You may also consider that if someone no longer has any interest in the other person in the relationship and especially if that person is looking elsewhere then he or she would do the decent thing and end the relationship and move on. Not us. We need you. You might question why that should be the case since if we are treating you so badly, why on earth would we want to remain with you? If we are committing acts of infidelity with other people, why do we remain in a relationship with you? The answer is because we need a constant appliance. You are that constant appliance.

We have decided that you would supply us with delicious positive fuel and although you would let us down and reduce that supply, we could keep you around as we drew negative fuel from you. You are the mainstay. There is no logic to us in having a relationship then ending it and moving on to another person some time later. That would not provide us with enough fuel, nowhere near enough. We need someone who will always be there so that he or she:-

  1. Provides positive fuel to being with;
  2. Provides negative fuel thereafter;
  3. Represents a good return on our investment (we are not going to throw away such an asset that readily);
  4. As a constant enables us to use others in our manipulation to draw more fuel from the constant and the other people (triangulation, smear campaigns and so on)
It is only when we have drained you of most of the fuel that you can supply us with that we shift to a new constant. Usually we have had them lined up for a while. Of course we do not let you go. You still serve a purpose for fuel once you have replenished your levels after a period of time and then it is time to hoover.
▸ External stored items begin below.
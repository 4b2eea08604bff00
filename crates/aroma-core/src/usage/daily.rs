use crate::catalog::FormulaCatalog;
use crate::classify::classify_formula;
use crate::model::Formula;
use crate::parsing::{base_quantity, is_not_counted, normalize_ml, oil_volume_ml};
use crate::plan::schema::{CandidatePlan, Scenario};
use crate::rules::schema::LimitsDef;
use crate::usage::outcome::{DailyUsageResult, FormulaUsage, UsageWarning, UsageWarningLevel};
use crate::usage::period::estimate_days;
use rust_decimal::Decimal;
use std::collections::HashSet;
use tracing::{debug, warn};

const UNNAMED_SCENARIO: &str = "未知场景";

/// Total essential-oil volume of one batch in ml.
pub fn total_oil_ml(formula: &Formula, limits: &LimitsDef) -> Decimal {
    formula
        .oils()
        .map(|ing| oil_volume_ml(&ing.amount_text, limits.drop_volume_ml))
        .fold(Decimal::ZERO, Decimal::saturating_add)
}

/// Combined carrier/base quantity of one batch (g or ml).
///
/// Falls back to the configured default when no base line has a quantity.
pub fn base_amount(formula: &Formula, limits: &LimitsDef) -> Decimal {
    let sum: Decimal = formula
        .bases()
        .filter_map(|ing| base_quantity(&ing.amount_text))
        .fold(Decimal::ZERO, Decimal::saturating_add);
    if sum > Decimal::ZERO {
        sum
    } else {
        limits.default_base_amount
    }
}

/// Days one batch of this formula lasts.
pub fn usage_days(formula: &Formula, limits: &LimitsDef) -> u32 {
    estimate_days(
        classify_formula(formula),
        base_amount(formula, limits),
        &limits.usage_periods,
    )
}

/// Oil consumed per day in ml, regardless of skin contact.
///
/// A stated daily amount is used when it parses to a non-zero value;
/// otherwise the batch volume is spread over its usage period.
pub fn daily_dose(formula: &Formula, limits: &LimitsDef) -> Decimal {
    if let Some(text) = formula.daily_amount_text.as_deref() {
        let stated = normalize_ml(text);
        if stated > Decimal::ZERO {
            return stated;
        }
    }

    let total = total_oil_ml(formula, limits);
    if total <= Decimal::ZERO {
        return Decimal::ZERO;
    }
    let days = usage_days(formula, limits);
    let dose = total / Decimal::from(days);
    debug!(formula = %formula.id, %total, days, %dose, "estimated daily dose");
    dose
}

/// Oil reaching the skin per day in ml.
///
/// Zero for diffused and alcohol-spray media and for formulas whose stated
/// daily amount is marked as not counted.
pub fn skin_contact_daily_amount(formula: &Formula, limits: &LimitsDef) -> Decimal {
    if !classify_formula(formula).is_skin_contact() {
        return Decimal::ZERO;
    }
    if formula
        .daily_amount_text
        .as_deref()
        .is_some_and(is_not_counted)
    {
        return Decimal::ZERO;
    }
    daily_dose(formula, limits)
}

/// Aggregate the daily exposure of a set of formulas used on the same day.
///
/// Formulas are de-duplicated by id: a daily dose already spans the whole
/// usage period, so using a formula twice in a day does not double it.
pub fn aggregate<'a, I>(formulas: I, limits: &LimitsDef) -> DailyUsageResult
where
    I: IntoIterator<Item = &'a Formula>,
{
    let mut seen = HashSet::new();
    let mut per_formula = Vec::new();

    for formula in formulas {
        if !seen.insert(formula.id.as_str()) {
            continue;
        }
        per_formula.push(FormulaUsage {
            id: formula.id.clone(),
            name: formula.name.clone(),
            amount_ml: daily_dose(formula, limits),
            medium_type: classify_formula(formula),
        });
    }

    let total = per_formula
        .iter()
        .map(|u| u.amount_ml)
        .fold(Decimal::ZERO, Decimal::saturating_add);
    let skin_contact_total = per_formula
        .iter()
        .filter(|u| u.is_skin_contact())
        .map(|u| u.amount_ml)
        .fold(Decimal::ZERO, Decimal::saturating_add);

    let ceiling = limits.daily.skin_contact_ceiling_ml;
    let advisory = limits.daily.advisory_threshold_ml;

    let mut warnings = Vec::new();
    if skin_contact_total > ceiling {
        warnings.push(UsageWarning {
            level: UsageWarningLevel::Danger,
            message: format!(
                "每日皮肤接触精油用量 {:.3}ml 超过安全上限(≤{}ml)！请减少配方使用量。",
                skin_contact_total, ceiling
            ),
        });
    } else if skin_contact_total > advisory {
        warnings.push(UsageWarning {
            level: UsageWarningLevel::Warning,
            message: format!(
                "每日皮肤接触精油用量 {:.3}ml 接近安全上限(≤{}ml)，请谨慎使用。",
                skin_contact_total, ceiling
            ),
        });
    }

    if !warnings.is_empty() {
        warn!(%skin_contact_total, %ceiling, "daily skin contact above advisory threshold");
    }

    DailyUsageResult {
        scenario_name: None,
        total,
        skin_contact_total,
        per_formula,
        warnings,
        is_safe: skin_contact_total <= ceiling,
        is_warning: skin_contact_total > advisory && skin_contact_total <= ceiling,
    }
}

/// Aggregate every formula referenced anywhere in one scenario's timeline.
///
/// Ids missing from the catalog are skipped.
pub fn aggregate_scenario(
    scenario: &Scenario,
    catalog: &FormulaCatalog,
    limits: &LimitsDef,
) -> DailyUsageResult {
    let formulas = resolve(std::slice::from_ref(scenario), catalog);
    let mut result = aggregate(formulas, limits);
    result.scenario_name = Some(scenario_label(scenario));
    result
}

/// Aggregate across all scenarios of a plan, each formula counted once.
pub fn aggregate_plan(
    plan: &CandidatePlan,
    catalog: &FormulaCatalog,
    limits: &LimitsDef,
) -> DailyUsageResult {
    aggregate(resolve(&plan.scenarios, catalog), limits)
}

fn resolve<'a>(scenarios: &[Scenario], catalog: &'a FormulaCatalog) -> Vec<&'a Formula> {
    scenarios
        .iter()
        .flat_map(|s| &s.timeline)
        .flat_map(|slot| &slot.formulas)
        .filter_map(|entry| {
            let formula = catalog.get(&entry.formula_id);
            if formula.is_none() {
                debug!(formula_id = %entry.formula_id, "formula not in catalog, skipped");
            }
            formula
        })
        .collect()
}

fn scenario_label(scenario: &Scenario) -> String {
    if scenario.name.trim().is_empty() {
        UNNAMED_SCENARIO.to_string()
    } else {
        scenario.name.clone()
    }
}

#[cfg(test)]
mod tests {
    use super::*;
    use crate::model::{Ingredient, MediumType};
    use crate::plan::schema::{PlanFormula, TimelineSlot};
    use crate::rules::builtin::default_limits;
    use rust_decimal_macros::dec;

    fn formula(id: &str, name: &str, ingredients: &[(&str, &str)], daily: Option<&str>) -> Formula {
        Formula {
            id: id.into(),
            name: name.into(),
            subtitle: String::new(),
            ingredients: ingredients
                .iter()
                .map(|(n, a)| Ingredient::new(*n, *a))
                .collect(),
            daily_amount_text: daily.map(String::from),
            concentration_text: None,
        }
    }

    fn handcream() -> Formula {
        formula("hc", "薰衣草护手霜", &[("薰衣草精油", "12滴")], None)
    }

    fn diffuser() -> Formula {
        formula(
            "df",
            "办公室扩香",
            &[("迷迭香精油", "3滴"), ("甜橙精油", "4滴")],
            Some("不计入每日精油皮肤接触量"),
        )
    }

    fn slot(time: &str, ids: &[&str]) -> TimelineSlot {
        TimelineSlot {
            time: time.into(),
            title: String::new(),
            formulas: ids
                .iter()
                .map(|id| PlanFormula {
                    formula_id: id.to_string(),
                    usage_type: "涂抹".into(),
                    reason: String::new(),
                })
                .collect(),
        }
    }

    #[test]
    fn test_handcream_reference_example() {
        let limits = default_limits();
        let f = handcream();
        assert_eq!(total_oil_ml(&f, &limits), dec!(0.6));
        assert_eq!(base_amount(&f, &limits), dec!(50));
        assert_eq!(usage_days(&f, &limits), 30);
        assert_eq!(daily_dose(&f, &limits), dec!(0.02));
    }

    #[test]
    fn test_base_amount_sums_carrier_lines() {
        let limits = default_limits();
        let f = formula(
            "x",
            "按摩油",
            &[("甜杏仁油", "20ml"), ("荷荷巴油", "10ml"), ("热水", "适量")],
            None,
        );
        assert_eq!(base_amount(&f, &limits), dec!(30));
    }

    #[test]
    fn test_stated_daily_amount_overrides() {
        let limits = default_limits();
        let f = formula("x", "身体乳", &[("姜精油", "6滴")], Some("每次约0.27ml"));
        assert_eq!(daily_dose(&f, &limits), dec!(0.27));
    }

    #[test]
    fn test_zero_stated_amount_falls_through() {
        let limits = default_limits();
        let f = formula("x", "护手霜", &[("姜精油", "12滴")], Some("请参考详细说明"));
        assert_eq!(daily_dose(&f, &limits), dec!(0.02));
    }

    #[test]
    fn test_skin_contact_amount_zero_for_not_counted() {
        let limits = default_limits();
        assert_eq!(skin_contact_daily_amount(&diffuser(), &limits), Decimal::ZERO);

        let marked = formula("m", "按摩油", &[("姜精油", "2滴")], Some("不计入"));
        assert_eq!(skin_contact_daily_amount(&marked, &limits), Decimal::ZERO);

        assert_eq!(skin_contact_daily_amount(&handcream(), &limits), dec!(0.02));
    }

    #[test]
    fn test_no_oil_is_zero() {
        let limits = default_limits();
        let f = formula("x", "护手霜", &[("基底", "50g")], None);
        assert_eq!(daily_dose(&f, &limits), Decimal::ZERO);
    }

    #[test]
    fn test_aggregate_excludes_non_contact() {
        let limits = default_limits();
        let hc = handcream();
        let df = diffuser();
        let result = aggregate([&hc, &df], &limits);

        assert_eq!(result.skin_contact_total, dec!(0.02));
        // 7 drops diffused in a single session
        assert_eq!(result.total, dec!(0.37));
        assert!(result.is_safe);
        assert!(!result.is_warning);
        assert!(result.warnings.is_empty());
        assert_eq!(result.per_formula[1].medium_type, MediumType::Diffuser);
    }

    #[test]
    fn test_aggregate_deduplicates_by_id() {
        let limits = default_limits();
        let hc = handcream();
        let result = aggregate([&hc, &hc, &hc], &limits);
        assert_eq!(result.per_formula.len(), 1);
        assert_eq!(result.total, dec!(0.02));
    }

    #[test]
    fn test_warning_band() {
        let limits = default_limits();
        let a = formula("a", "按摩油", &[], Some("约0.3ml"));
        let b = formula("b", "按摩油", &[], Some("约0.25ml"));
        let result = aggregate([&a, &b], &limits);
        assert_eq!(result.skin_contact_total, dec!(0.55));
        assert!(result.is_safe);
        assert!(result.is_warning);
        assert_eq!(result.warnings.len(), 1);
        assert_eq!(result.warnings[0].level, UsageWarningLevel::Warning);
    }

    #[test]
    fn test_danger_above_ceiling() {
        let limits = default_limits();
        let a = formula("a", "按摩油", &[], Some("约0.4ml"));
        let b = formula("b", "身体乳", &[], Some("每次约0.3ml"));
        let result = aggregate([&a, &b], &limits);
        assert!(!result.is_safe);
        assert!(!result.is_warning);
        assert_eq!(result.warnings[0].level, UsageWarningLevel::Danger);
        assert!(result.warnings[0].message.contains("0.700ml"));
    }

    #[test]
    fn test_exactly_at_ceiling_is_warning_not_danger() {
        let limits = default_limits();
        let a = formula("a", "按摩油", &[], Some("约0.6ml"));
        let result = aggregate([&a], &limits);
        assert!(result.is_safe);
        assert_eq!(result.warnings[0].level, UsageWarningLevel::Warning);
    }

    #[test]
    fn test_scenario_aggregation_is_idempotent() {
        let limits = default_limits();
        let catalog = FormulaCatalog::from_formulas(vec![handcream(), diffuser()]).unwrap();
        let scenario = Scenario {
            name: "工作日".into(),
            description: String::new(),
            timeline: vec![
                slot("09:00", &["hc", "df"]),
                slot("14:00", &["hc", "missing"]),
            ],
        };

        let first = aggregate_scenario(&scenario, &catalog, &limits);
        let second = aggregate_scenario(&scenario, &catalog, &limits);
        assert_eq!(first, second);
        assert_eq!(first.scenario_name.as_deref(), Some("工作日"));
        assert_eq!(first.per_formula.len(), 2);
        assert!(first.skin_contact_total <= first.total);
    }

    #[test]
    fn test_unnamed_scenario_label() {
        let limits = default_limits();
        let catalog = FormulaCatalog::from_formulas(vec![handcream()]).unwrap();
        let scenario = Scenario {
            name: String::new(),
            description: String::new(),
            timeline: vec![slot("09:00", &["hc"])],
        };
        let result = aggregate_scenario(&scenario, &catalog, &limits);
        assert_eq!(result.scenario_name.as_deref(), Some("未知场景"));
    }

    #[test]
    fn test_plan_aggregation_counts_shared_formula_once() {
        let limits = default_limits();
        let catalog = FormulaCatalog::from_formulas(vec![handcream(), diffuser()]).unwrap();
        let plan = CandidatePlan {
            scenarios: vec![
                Scenario {
                    name: "A".into(),
                    description: String::new(),
                    timeline: vec![slot("09:00", &["hc"])],
                },
                Scenario {
                    name: "B".into(),
                    description: String::new(),
                    timeline: vec![slot("10:00", &["hc", "df"])],
                },
            ],
        };
        let result = aggregate_plan(&plan, &catalog, &limits);
        assert_eq!(result.per_formula.len(), 2);
        assert_eq!(result.skin_contact_total, dec!(0.02));
        assert_eq!(result.scenario_name, None);
    }

    #[test]
    fn test_totals_by_medium() {
        let limits = default_limits();
        let hc = handcream();
        let df = diffuser();
        let result = aggregate([&hc, &df], &limits);
        let totals = result.totals_by_medium();
        assert_eq!(totals[0], (MediumType::Handcream, dec!(0.02)));
        assert_eq!(totals[1], (MediumType::Diffuser, dec!(0.35)));
    }

    #[test]
    fn test_oversized_base_saturates() {
        let limits = default_limits();
        let f = formula(
            "big",
            "按摩油",
            &[("甜杏仁油", "70000000000000000000000000000ml"), ("薰衣草精油", "10滴")],
            None,
        );
        assert_eq!(usage_days(&f, &limits), u32::MAX);
        let dose = daily_dose(&f, &limits);
        assert!(dose > Decimal::ZERO && dose < dec!(0.001));

        let twice = formula(
            "big2",
            "按摩油",
            &[("甜杏仁油", "70000000000000000000000000000ml"), ("荷荷巴油", "70000000000000000000000000000ml")],
            None,
        );
        assert_eq!(base_amount(&twice, &limits), Decimal::MAX);
    }

    #[test]
    fn test_oversized_stated_amounts_saturate_totals() {
        let limits = default_limits();
        let a = formula("a", "护手霜", &[("薰衣草精油", "1滴")], Some("70000000000000000000000000000ml"));
        let b = formula("b", "身体乳", &[("薰衣草精油", "1滴")], Some("70000000000000000000000000000ml"));
        let result = aggregate([&a, &b], &limits);
        assert_eq!(result.total, Decimal::MAX);
        assert_eq!(result.skin_contact_total, Decimal::MAX);
        assert!(!result.is_safe);
        assert_eq!(result.totals_by_medium().len(), 2);
    }
}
In some instances we switch back to you as our constant and the most recent person becomes the discarded individual. We will switch back and forth between the two of you, for as long as you allow us to do this. This saves us having to hunt out new supplies as we rotate your roles in your obligation to provide us with fuel.
This is why you are kept despite the many affairs that we have. You are the constant and you may keep that role for years since much of it is dependent on how much you will take before deciding to try and escape us.
We also deploy you as a constant (yes I know you only deploy machines and it should be employ, but you are an appliance remember) because we like to compartmentalise our lives. We are the business ace at work, the champion sportsman on the field, the caring husband and father at home, the wild man on a night out and the sexual Olympian with our mistress. We like to show the world we have a steady wife who does not cause us trouble, one who runs the home and cares for the children. See how successful we are? We can attract someone who wishes to remain with us and provide that visage of stability and domestic bliss. The rest of the world does not need to know about the chaos we unleash on you behind closed doors.
Mentioning chaos identifies a further reason why we like you as our constant. Much of what we do generates chaos – the affairs, the gambling, the driving offences, the cheating and the lying – it is therefore a source of great comfort to us that we can return to you and find you waiting as usual. We have experienced so much upheaval and chaos when we were younger that this constant presence on your part provides us with a degree of reassurance. Of course, we abuse this by unleashing our chaotic nature on you as well, but we know you are not going to go and leave us and that is of great importance to us. Not only does this show the world somebody wants us it also means this appliance will remain and churn out fuel for a good while yet.
For all the other variables we introduce, the other women or men, the threatened departures and the bouts of silent treatment, we need you as our constant companion under constant control.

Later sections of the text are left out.